Step 2: Remove Any Clogs

Remove the stopper from the drain if it is sluggish, and then use the end of a wire hanger to clean away as much of the clog as possible. If the blockage remains, try flushing the drain with a biodegradable and noncorrosive pipe cleaner or a home cleaner such as hydrogen peroxide. If the clog persists, try using a pipe cleaner.

How to Properly Clean the Faucet in the Bathroom

When cleaning a bathroom faucet, you must ensure the cleaning solution is appropriate for the faucet’s material.

What Is Required of You

  • Dish detergent
  • Towel for washing with water
  • Vinegar (optional)
  • Bristle-less toothbrush

Step 1: Wash the Faucet

Mix the liquid dish soap with the water. After using a cleaning cloth to wipe the faucet, allow it to air dry.
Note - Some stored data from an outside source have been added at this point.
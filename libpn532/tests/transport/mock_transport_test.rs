#[path = "../common/mod.rs"]
mod common;

use libpn532::transport::{MockTransport, Transport};
use libpn532::utils::ms;

#[test]
fn replies_are_one_byte_stream() {
    let mut t = MockTransport::new();
    t.push_exchange(&common::fixtures::firmware_reply());

    let ack = t.receive(6, ms(10)).unwrap();
    assert_eq!(ack, vec![0x00, 0x00, 0xFF, 0x00, 0xFF, 0x00]);
    let rest = t.receive(64, ms(10)).unwrap();
    assert_eq!(rest, common::fixtures::response_frame(&common::fixtures::firmware_reply()));
    assert!(t.receive(1, ms(10)).unwrap().is_empty());
    assert_eq!(t.reads.len(), 3);
}

#[test]
fn sent_frames_skip_acks_and_wake_bytes() {
    let mut t = MockTransport::new();
    let mut wake = vec![0u8; 20];
    wake.extend_from_slice(&common::fixtures::firmware_request_frame());
    t.send(&wake).unwrap();
    t.send(&[0x00, 0x00, 0xFF, 0x00, 0xFF, 0x00]).unwrap();

    let frames = t.sent_frames();
    assert_eq!(frames.len(), 1);
    assert_eq!(frames[0].body, vec![0x02]);
    assert_eq!(t.command_count(0x02), 1);
}

#[test]
fn boxed_transport_delegates() {
    let mut t: Box<dyn Transport> = Box::new(MockTransport::new());
    t.send(&[0x01]).unwrap();
    t.reset_buffers().unwrap();
    t.flush().unwrap();
    assert_eq!(t.name(), "mock");
}
// libpn532-rs/libpn532/src/config.rs
//! Driver configuration

use std::time::Duration;

use derive_more::Display;

use crate::utils::ms;

/// Default read timeout for general commands (ms)
pub const COMMAND_TIMEOUT_MS: u64 = 500;

/// Default read timeout for InDataExchange (ms)
pub const EXCHANGE_TIMEOUT_MS: u64 = 5000;

/// Read timeout for SAM/RF setup during initialization (ms)
pub const SETUP_TIMEOUT_MS: u64 = 1000;

/// Default RF timeout for raw exchanges (ms)
pub const RAW_RF_TIMEOUT_MS: u64 = 1000;

/// How the link reacts to framing anomalies the controller is known to
/// produce on noisy lines.
#[derive(Debug, Display, Clone, Copy, PartialEq, Eq, Default)]
#[cfg_attr(feature = "serde", derive(serde::Serialize, serde::Deserialize))]
pub enum Strictness {
    /// Log ACK/checksum/postamble anomalies and keep going.
    #[default]
    #[display(fmt = "tolerant")]
    Tolerant,
    /// Turn every anomaly into an error.
    #[display(fmt = "strict")]
    Strict,
}

/// Timeouts and link behaviour of one driver instance.
#[derive(Debug, Clone, PartialEq)]
#[cfg_attr(feature = "serde", derive(serde::Serialize, serde::Deserialize))]
pub struct DriverConfig {
    /// Read timeout of general commands
    pub command_timeout: Duration,
    /// Read timeout of InDataExchange
    pub exchange_timeout: Duration,
    /// Read timeout of SAM and RF setup during initialization
    pub setup_timeout: Duration,
    /// RF timeout of raw exchanges that do not set their own
    pub raw_rf_timeout: Duration,
    /// Reaction to link anomalies
    pub strictness: Strictness,
    /// Set MxRtyATR/MxRtyPSL/MxRtyPassiveActivation to zero on init
    pub disable_retries: bool,
}

impl Default for DriverConfig {
    fn default() -> Self {
        Self {
            command_timeout: ms(COMMAND_TIMEOUT_MS),
            exchange_timeout: ms(EXCHANGE_TIMEOUT_MS),
            setup_timeout: ms(SETUP_TIMEOUT_MS),
            raw_rf_timeout: ms(RAW_RF_TIMEOUT_MS),
            strictness: Strictness::Tolerant,
            disable_retries: true,
        }
    }
}

/// Serial port parameters.
#[derive(Debug, Clone, PartialEq, Eq)]
#[cfg_attr(feature = "serde", derive(serde::Serialize, serde::Deserialize))]
pub struct SerialConfig {
    /// Port path; the first available port is used when empty
    pub path: Option<String>,
    /// HSU baud rate
    pub baud_rate: u32,
    /// Port-level read timeout
    pub read_timeout: Duration,
}

impl Default for SerialConfig {
    fn default() -> Self {
        Self {
            path: None,
            baud_rate: crate::constants::DEFAULT_BAUD_RATE,
            read_timeout: ms(COMMAND_TIMEOUT_MS),
        }
    }
}

impl SerialConfig {
    /// Defaults with an explicit port path.
    pub fn with_path(path: impl Into<String>) -> Self {
        Self {
            path: Some(path.into()),
            ..Self::default()
        }
    }
}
Step 2: Remove Any Buildup

Use a cloth dipped in a mixture of equal parts vinegar and water to clean the surfaces and remove any stubborn buildup. Next, scrub the perimeter with a gentle toothbrush dipped in the mixed solution. Finally, wipe the faucet with a clean, dry towel to complete the process. Any remaining residue will be eliminated, leaving the surface shiny.

The Most Effective Bathroom Vanity Cleaning Tools

Using a standard bathroom cleaning spray and a gentle cloth, you should be able to clean the majority of bathroom vanities. To gently break away filth, try using a dish detergent for delicate surfaces or a distilled white vinegar and water solution.

Scrubbing the area surrounding the faucet and the drain can require an old toothbrush or a tiny brush with soft bristles.

A woman cleaning a bathroom

You can clean the vanity basin every night with a container of multi-surface cleaning wipes or a stack of clean towels nearby. This regular cleaning will allow you to keep your home clean.


Because the bathroom sink is an area that is especially prone to harboring bacteria, you must make it a point to clean it at least once a week. However, we believe you would prefer this to continue for longer. If so, make sure to always dry your vanity after using it.

If it is drier, there will be less opportunity for germs to grow in the tiny droplets around the drain, so think about having a secondhand towel that you can use only to dry it off.

Also, keep a bottle of disinfectant spray nearby and spray it on the vanity once every few days. In that case, your bathroom vanity will always look great when you say goodbye in the morning and at night.